Tuesday, March 15, 2016

FIRST BOOKS: Method in His Murder - Thurman Warriner

US edition (Macmillan, 1950)
It’s rare to encounter a discussion of evil in crime fiction these days. Why is that? Why is there such a stigma placed on the word? The use of the word has not only been weakened by post-modern analyses of “the banality of evil” it has been overused in pulpy horror fiction and movies where the word is used to conjure up cliché ideas of evil residing within demons who then possess humans and “make them evil.” Evil in genre fiction, if not being discussed in medieval or supernatural connotations often goes hand in hand with religious discussions and theological concepts. Every now and then writers of the Golden Age dabbled in talk of evil but more often than not it was coupled in a plot that mixed crime with witchcraft, demonology, and malevolent ghosts. When a book like Method in His Murder (1950) dares to talk about the existence of evil among everyday humans without once bringing up the supernatural the tendency is for a modern reader to balk at the writer’s ideas or laugh at the characters or both. Thurman Warriner is one of the few crime fiction writers who can discuss evil in a grounded, humane way without resorting to heavy handed talk of the Devil or grow tiresome with the usual historical references that exemplify the evil of mankind.

Charles Ambo meets Rhoda Wainfleet, a thoroughly evil woman in his estimation, who in the first sentence arouses this visceral reaction: “…he told himself that if she were his wife, instead of John’s, his thoughts would long ago have turned to murder.” Try as he might to warm up to Rhoda Mr. Ambo is bothered by the way she seems to control her husband, undermining his well being by preventing him from pursuing his love of writing, mocking his hobbies, and in her possession and jealousy seems to be literally destroying the man’s health and well-being.

Wainfleet draws Ambo into his confidence and reveals that he has been living a double life. He has fallen in love with another woman who is the exact opposite of Rhoda.
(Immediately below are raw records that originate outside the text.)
//! Score normalization and hard-constraint screening.

use std::collections::BTreeMap;

use log::debug;

use crate::schema::{ConfigError, JudgeConfig, MetricJudge, MetricKind, MetricScore, content_sha};

/// Normalizes raw metrics into a weighted combined score in [0, 1].
///
/// Each metric maps through a piecewise-linear curve: nearly flat close
/// to `t_excellent`, a steeper drop toward `t_poor`, then a decay that
/// reaches zero at twice `t_poor`. Hard ceilings are checked
/// independently of the score.
#[derive(Debug, Clone)]
pub struct Judge {
    config: JudgeConfig,
    sha: String,
}

/// Outcome of judging one candidate's raw metrics.
#[derive(Debug, Clone)]
pub struct Verdict {
    /// Weighted combined score in [0, 1].
    pub score: f64,
    /// True when any hard ceiling was breached or a judged metric was
    /// missing or non-finite.
    pub hard_fail: bool,
    /// Per-metric contributions.
    pub breakdown: Vec<MetricScore>,
    /// Hard-constraint violations. Empty when `hard_fail` is false.
    pub reasons: Vec<String>,
}

impl Judge {
    /// Create a judge, validating thresholds and hashing the config.
    pub fn new(config: JudgeConfig) -> Result<Self, ConfigError> {
        config.validate()?;
        let sha = content_sha(&config)?;
        Ok(Self { config, sha })
    }

    /// Content hash of the judge configuration.
    pub fn sha(&self) -> &str {
        &self.sha
    }

    /// Score one candidate's raw metrics.
    pub fn score(&self, raw_metrics: &BTreeMap<String, f64>) -> Verdict {
        let mut breakdown = Vec::with_capacity(self.config.metrics.len());
        let mut reasons = Vec::new();
        let mut combined = 0.0;

        for metric in &self.config.metrics {
            let raw = raw_metrics.get(&metric.name).copied();
            let Some(raw) = raw.filter(|v| v.is_finite()) else {
                reasons.push(format!("metric {} missing or non-finite", metric.name));
                breakdown.push(MetricScore {
                    name: metric.name.clone(),
                    raw: f64::NAN,
                    score: 0.0,
                    weight: metric.weight,
                    weighted: 0.0,
                });
                continue;
            };

            if let Some(ceiling) = metric.hard_fail {
                let breached = match metric.kind {
                    MetricKind::ErrorLike => raw >= ceiling,
                    MetricKind::LatencyLike => raw > ceiling,
                };
                if breached {
                    reasons.push(format!(
                        "{} = {raw} breaches hard ceiling {ceiling}",
                        metric.name
                    ));
                }
            }

            let score = piecewise(raw, metric);
            combined += score * metric.weight;
            breakdown.push(MetricScore {
                name: metric.name.clone(),
                raw,
                score,
                weight: metric.weight,
                weighted: score * metric.weight,
            });
        }

        let hard_fail = !reasons.is_empty();
        if hard_fail {
            debug!("hard constraint breach: {}", reasons.join("; "));
        }

        Verdict {
            score: combined,
            hard_fail,
            breakdown,
            reasons,
        }
    }
}

/// Piecewise-linear normalization of a lower-is-better raw value.
fn piecewise(raw: f64, metric: &MetricJudge) -> f64 {
    let raw = raw.max(0.0);
    if raw <= metric.t_excellent {
        if metric.t_excellent <= 0.0 {
            return 1.0;
        }
        let t = raw / metric.t_excellent;
        1.0 + (metric.s_excellent - 1.0) * t
    } else if raw <= metric.t_poor {
        let t = (raw - metric.t_excellent) / (metric.t_poor - metric.t_excellent);
        metric.s_excellent + (metric.s_poor - metric.s_excellent) * t
    } else {
        let t = (raw - metric.t_poor) / metric.t_poor;
        (metric.s_poor * (1.0 - t)).max(0.0)
    }
}

#[cfg(test)]
mod tests {
    use super::*;
    use crate::schema::PipelineConfig;

    fn single_metric_judge() -> Judge {
        let config = JudgeConfig {
            metrics: vec![MetricJudge {
                name: "error_rate".into(),
                weight: 1.0,
                kind: MetricKind::ErrorLike,
                t_excellent: 0.1,
                t_poor: 0.4,
                s_excellent: 0.9,
                s_poor: 0.5,
                hard_fail: None,
            }],
        };
        Judge::new(config).unwrap()
    }

    fn score_of(judge: &Judge, raw: f64) -> f64 {
        let mut metrics = BTreeMap::new();
        metrics.insert("error_rate".to_string(), raw);
        judge.score(&metrics).score
    }

    #[test]
    fn test_piecewise_segments() {
        let judge = single_metric_judge();
        assert!((score_of(&judge, 0.0) - 1.0).abs() < 1e-12);
        assert!((score_of(&judge, 0.05) - 0.95).abs() < 1e-12);
        assert!((score_of(&judge, 0.1) - 0.9).abs() < 1e-12);
        assert!((score_of(&judge, 0.25) - 0.7).abs() < 1e-12);
        assert!((score_of(&judge, 0.4) - 0.5).abs() < 1e-12);
        assert!((score_of(&judge, 0.6) - 0.25).abs() < 1e-12);
        assert_eq!(score_of(&judge, 0.8), 0.0);
        assert_eq!(score_of(&judge, 5.0), 0.0);
    }

    #[test]
    fn test_monotone_nonincreasing() {
        let judge = single_metric_judge();
        let mut last = f64::INFINITY;
        for i in 0..200 {
            let score = score_of(&judge, i as f64 * 0.005);
            assert!(score <= last + 1e-12);
            last = score;
        }
    }

    #[test]
    fn test_excellent_region_sits_high() {
        // Scenario: an error rate of 0.18 against a 0.2 excellence
        // threshold should still score above 0.85.
        let config = JudgeConfig {
            metrics: vec![MetricJudge {
                name: "error_rate".into(),
                weight: 1.0,
                kind: MetricKind::ErrorLike,
                t_excellent: 0.2,
                t_poor: 0.5,
                s_excellent: 0.9,
                s_poor: 0.5,
                hard_fail: None,
            }],
        };
        let judge = Judge::new(config).unwrap();
        assert!(score_of(&judge, 0.18) > 0.85);
    }

    #[test]
    fn test_weighted_combination() {
        let config = PipelineConfig::example();
        let judge = Judge::new(config.judge).unwrap();
        let mut metrics = BTreeMap::new();
        metrics.insert("error_rate".to_string(), 0.0);
        metrics.insert("latency_ms".to_string(), 0.0);
        let verdict = judge.score(&metrics);
        assert!((verdict.score - 1.0).abs() < 1e-12);
        assert_eq!(verdict.breakdown.len(), 2);
        let total: f64 = verdict.breakdown.iter().map(|m| m.weighted).sum();
        assert!((total - verdict.score).abs() < 1e-12);
    }

    #[test]
    fn test_hard_ceiling_error_like_inclusive() {
        let config = JudgeConfig {
            metrics: vec![MetricJudge {
                name: "error_rate".into(),
                weight: 1.0,
                kind: MetricKind::ErrorLike,
                t_excellent: 0.1,
                t_poor: 0.4,
                s_excellent: 0.9,
                s_poor: 0.5,
                hard_fail: Some(0.5),
            }],
        };
        let judge = Judge::new(config).unwrap();
        let mut metrics = BTreeMap::new();
        metrics.insert("error_rate".to_string(), 0.5);
        assert!(judge.score(&metrics).hard_fail);
        metrics.insert("error_rate".to_string(), 0.499);
        assert!(!judge.score(&metrics).hard_fail);
    }

    #[test]
    fn test_hard_ceiling_latency_like_exclusive() {
        let config = JudgeConfig {
            metrics: vec![MetricJudge {
                name: "latency_ms".into(),
                weight: 1.0,
                kind: MetricKind::LatencyLike,
                t_excellent: 100.0,
                t_poor: 400.0,
                s_excellent: 0.9,
                s_poor: 0.5,
                hard_fail: Some(1000.0),
            }],
        };
        let judge = Judge::new(config).unwrap();
        let mut metrics = BTreeMap::new();
        metrics.insert("latency_ms".to_string(), 1000.0);
        assert!(!judge.score(&metrics).hard_fail);
        metrics.insert("latency_ms".to_string(), 1000.1);
        assert!(judge.score(&metrics).hard_fail);
    }

    #[test]
    fn test_missing_metric_hard_fails() {
        let judge = single_metric_judge();
        let verdict = judge.score(&BTreeMap::new());
        assert!(verdict.hard_fail);
        assert!(!verdict.reasons.is_empty());
    }

    #[test]
    fn test_nan_metric_hard_fails() {
        let judge = single_metric_judge();
        let mut metrics = BTreeMap::new();
        metrics.insert("error_rate".to_string(), f64::NAN);
        assert!(judge.score(&metrics).hard_fail);
    }

    #[test]
    fn test_sha_tracks_config() {
        let a = single_metric_judge();
        let b = single_metric_judge();
        assert_eq!(a.sha(), b.sha());

        let mut config = JudgeConfig {
            metrics: vec![MetricJudge {
                name: "error_rate".into(),
                weight: 1.0,
                kind: MetricKind::ErrorLike,
                t_excellent: 0.1,
                t_poor: 0.4,
                s_excellent: 0.9,
                s_poor: 0.5,
                hard_fail: None,
            }],
        };
        config.metrics[0].t_excellent = 0.15;
        let changed = Judge::new(config).unwrap();
        assert_ne!(changed.sha(), a.sha());
    }
}
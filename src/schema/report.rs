//! Run reporting: per-generation outcomes and end-of-run summaries.

use std::collections::BTreeMap;

use serde::{Deserialize, Serialize};

use super::{Decision, Genome};

/// Outcome of one genome within a generation.
#[derive(Debug, Clone, Serialize, Deserialize)]
pub struct GenomeOutcome {
    /// The genome, carrying its fitness once judged.
    pub genome: Genome,
    /// Pack key for gated candidates. `None` when evaluation failed.
    pub run_id: Option<String>,
    /// Terminal gate decision, if the candidate reached the gates.
    pub decision: Option<Decision>,
    /// Evaluator failure message for candidates that never reached them.
    #[serde(default, skip_serializing_if = "Option::is_none")]
    pub error: Option<String>,
}

/// Record of a single generation. Every genome of the generation appears
/// here, including rejected and failed ones.
#[derive(Debug, Clone, Serialize, Deserialize)]
pub struct GenerationRecord {
    /// Generation index, starting at zero.
    pub index: u32,
    /// Per-genome outcomes.
    pub outcomes: Vec<GenomeOutcome>,
    /// Best combined score among judged candidates.
    pub best_score: f64,
    /// Mean combined score among judged candidates.
    pub mean_score: f64,
    /// Score variance among judged candidates.
    pub score_variance: f64,
    /// Candidates in this population holding an admitted decision,
    /// carried elites included.
    pub admitted: usize,
}

/// Full run history. Never truncated.
#[derive(Debug, Clone, Default, Serialize, Deserialize)]
pub struct GenerationHistory {
    pub generations: Vec<GenerationRecord>,
}

/// Reason a run stopped.
#[derive(Debug, Clone, Copy, Serialize, Deserialize, PartialEq, Eq)]
pub enum StopReason {
    /// Reached the configured generation budget.
    MaxGenerations,
    /// Fitness variance stayed under the convergence epsilon for the
    /// configured number of generations.
    Converged,
    /// A grid sweep consumed its lattice.
    SweepExhausted,
}

/// Final report of a run.
#[derive(Debug, Clone, Serialize, Deserialize)]
pub struct RunSummary {
    /// Pipeline invocation id.
    pub episode_id: String,
    /// Content hash of the generator configuration.
    pub generator_sha: String,
    /// Content hash of the judge configuration.
    pub judge_sha: String,
    /// Why the run stopped.
    pub stop_reason: StopReason,
    /// Generations actually run.
    pub generations: u32,
    /// Evaluator invocations across the run.
    pub total_evaluations: u64,
    /// Newly admitted candidates across the run.
    pub admitted: usize,
    /// Best admitted candidate, if any generation admitted one.
    pub best: Option<BestCandidate>,
    /// Complete per-generation history.
    pub history: GenerationHistory,
}

/// Snapshot of the best admitted candidate.
#[derive(Debug, Clone, Serialize, Deserialize)]
pub struct BestCandidate {
    pub genome_id: u64,
    pub run_id: String,
    pub score: f64,
    pub params: BTreeMap<String, f64>,
}
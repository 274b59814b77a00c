//! Quick search throughput test

use std::time::Instant;

use evogate::{
    evolve::EvolutionEngine,
    pipeline::SimulatedEvaluator,
    schema::{ParamKind, ParamSpec, PipelineConfig},
    store::LineageStore,
};

fn main() {
    println!("=== Search Performance Test ===\n");

    // Test different population sizes
    for population in [8, 16, 32, 64] {
        let mut config = PipelineConfig::example();
        config.population.size = population;
        config.population.generations = 10;
        config.random_seed = Some(42);
        config.episode_id = Some(format!("perf-pop{}", population));

        println!("Population: {}", population);
        let (summary, elapsed) = run_once(config);

        let evals_per_sec = summary.total_evaluations as f64 / elapsed.max(1e-9);
        println!("  Generations:    {}", summary.generations);
        println!("  Evaluations:    {}", summary.total_evaluations);
        println!("  Admitted:       {}", summary.admitted);
        println!("  Elapsed:        {:.2}s", elapsed);
        println!("  Evals/sec:      {:.1}", evals_per_sec);
        match &summary.best {
            Some(best) => println!("  Best score:     {:.4}", best.score),
            None => println!("  Best score:     n/a"),
        }
        println!();
    }

    println!("=== Scalability Test (fixed population of 16) ===\n");

    // Test different search space widths
    for num_params in [2, 4, 8, 16] {
        let mut config = PipelineConfig::example();
        config.params = (0..num_params)
            .map(|i| ParamSpec {
                name: format!("p{}", i),
                min: 0.0,
                max: 1.0,
                kind: ParamKind::Float,
            })
            .collect();
        config.population.size = 16;
        config.population.generations = 5;
        config.random_seed = Some(42);
        config.episode_id = Some(format!("perf-dim{}", num_params));

        let (summary, elapsed) = run_once(config);

        let evals_per_sec = summary.total_evaluations as f64 / elapsed.max(1e-9);
        println!(
            "{} params: {} evals in {:.2}s ({:.1} evals/sec, best {:.4})",
            num_params,
            summary.total_evaluations,
            elapsed,
            evals_per_sec,
            summary.best.as_ref().map(|b| b.score).unwrap_or(f64::NAN)
        );
    }
}

fn run_once(config: PipelineConfig) -> (evogate::schema::RunSummary, f64) {
    let dir = tempfile::tempdir().unwrap();
    let store = LineageStore::open(dir.path()).unwrap();
    let evaluator = SimulatedEvaluator::centered_on(&config.params);

    let start = Instant::now();
    let mut engine = EvolutionEngine::new(config, evaluator, store).unwrap();
    let summary = engine.run().unwrap();
    (summary, start.elapsed().as_secs_f64())
}
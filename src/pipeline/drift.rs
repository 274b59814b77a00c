//! Distributional drift gate against the rolling baseline anchor.

use std::collections::BTreeMap;

use log::debug;

use crate::schema::{AnchorEntry, BaselineAnchor, CandidatePack, DriftConfig};

/// Mean relative deviation of a candidate's metrics from the anchor,
/// taken over the metrics both sides report.
///
/// Returns `None` when the anchor shares no metrics with the candidate.
pub fn compute_drift(
    raw_metrics: &BTreeMap<String, f64>,
    baseline: &BaselineAnchor,
    epsilon: f64,
) -> Option<f64> {
    let mut total = 0.0;
    let mut count = 0usize;
    for (name, anchor) in baseline {
        if let Some(value) = raw_metrics.get(name) {
            total += (value - anchor.mean).abs() / anchor.mean.abs().max(epsilon);
            count += 1;
        }
    }
    if count == 0 { None } else { Some(total / count as f64) }
}

/// Result of one drift check.
#[derive(Debug, Clone, Copy)]
pub struct DriftOutcome {
    /// Mean relative deviation. `None` without a comparable baseline.
    pub drift: Option<f64>,
    /// Whether the candidate passed the gate.
    pub passed: bool,
}

/// Drift gate: passes candidates whose metrics stay near the anchor.
///
/// The anchor moves only on admissions, as an exponential moving
/// average per metric, so rejected candidates can never pull it.
#[derive(Debug, Clone)]
pub struct DriftDetector {
    config: DriftConfig,
}

impl DriftDetector {
    pub fn new(config: DriftConfig) -> Self {
        Self { config }
    }

    /// Tolerance the gate enforces.
    pub fn kl_tau(&self) -> f64 {
        self.config.kl_tau
    }

    /// Evaluate the gate for one candidate.
    pub fn check(&self, raw_metrics: &BTreeMap<String, f64>, baseline: &BaselineAnchor) -> DriftOutcome {
        match compute_drift(raw_metrics, baseline, self.config.epsilon) {
            None => {
                debug!("no baseline established; drift gate passes trivially");
                DriftOutcome {
                    drift: None,
                    passed: true,
                }
            }
            Some(drift) => DriftOutcome {
                drift: Some(drift),
                passed: drift <= self.config.kl_tau,
            },
        }
    }

    /// Fold an admitted candidate's metrics into the anchor. Metrics the
    /// anchor has not seen yet are inserted at their observed value.
    pub fn apply_admitted(&self, baseline: &mut BaselineAnchor, pack: &CandidatePack) {
        let m = self.config.momentum;
        for (name, value) in &pack.raw_metrics {
            match baseline.get_mut(name) {
                Some(entry) => {
                    entry.mean = m * entry.mean + (1.0 - m) * value;
                    entry.reference_run_id = pack.run_id.clone();
                    entry.timestamp = pack.timestamp;
                }
                None => {
                    baseline.insert(
                        name.clone(),
                        AnchorEntry {
                            mean: *value,
                            reference_run_id: pack.run_id.clone(),
                            timestamp: pack.timestamp,
                        },
                    );
                }
            }
        }
    }
}
//! Search engine: genome operations and the admission-gated
//! generation loop.

mod engine;
mod rng;

pub use engine::{Candidate, EvolutionEngine};
pub use rng::GenomeRng;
Carolyn encourages his writing and knows him under his alias of “Roger Kirton”, a well regarded novelist. Wainfleet wants Ambo to help him handle some documents that will provide for Carolyn financially should anything happen to him. Ambo wonders if Wainfleet is in fear of his life, but the question is evaded. Ambo fears his thoughts about Rhoda are worse than he imagined. Should she ever learn of the existence of the other woman it would not only by John Wainfleet who would be in danger.

UK edition (Hodder & Stoughton , 1950)
There is a party at the Wainfleet’s and John leaves with two business associates. That night one of the associates -- Rhoda’s brother Laurie -- dies in a car wreck only a few hours after John was dropped off elsewhere. An inquest follows. John has a complex alibi that seems to put him in the clear and despite the involved proceedings at the inquest he is cleared when the coroner’s jury returns a verdict of death by misadventure. Mr. Ambo, however, is troubled by that alibi. It seems too convenient and he is certain that John is not telling the whole truth. He is sure that Laurie Barton was murdered and also believes that Rhoda is somehow involved. No matter how he tries to disbelieve the verdict all evidence keeps pointing to John Wainfleet as a very clever murderer. With the help of private detective J. F. C. Scotter and his ravishing and sharp-witted secretary Lottie Mr. Ambo gets to the bottom of a cleverly engineered murder cover-up.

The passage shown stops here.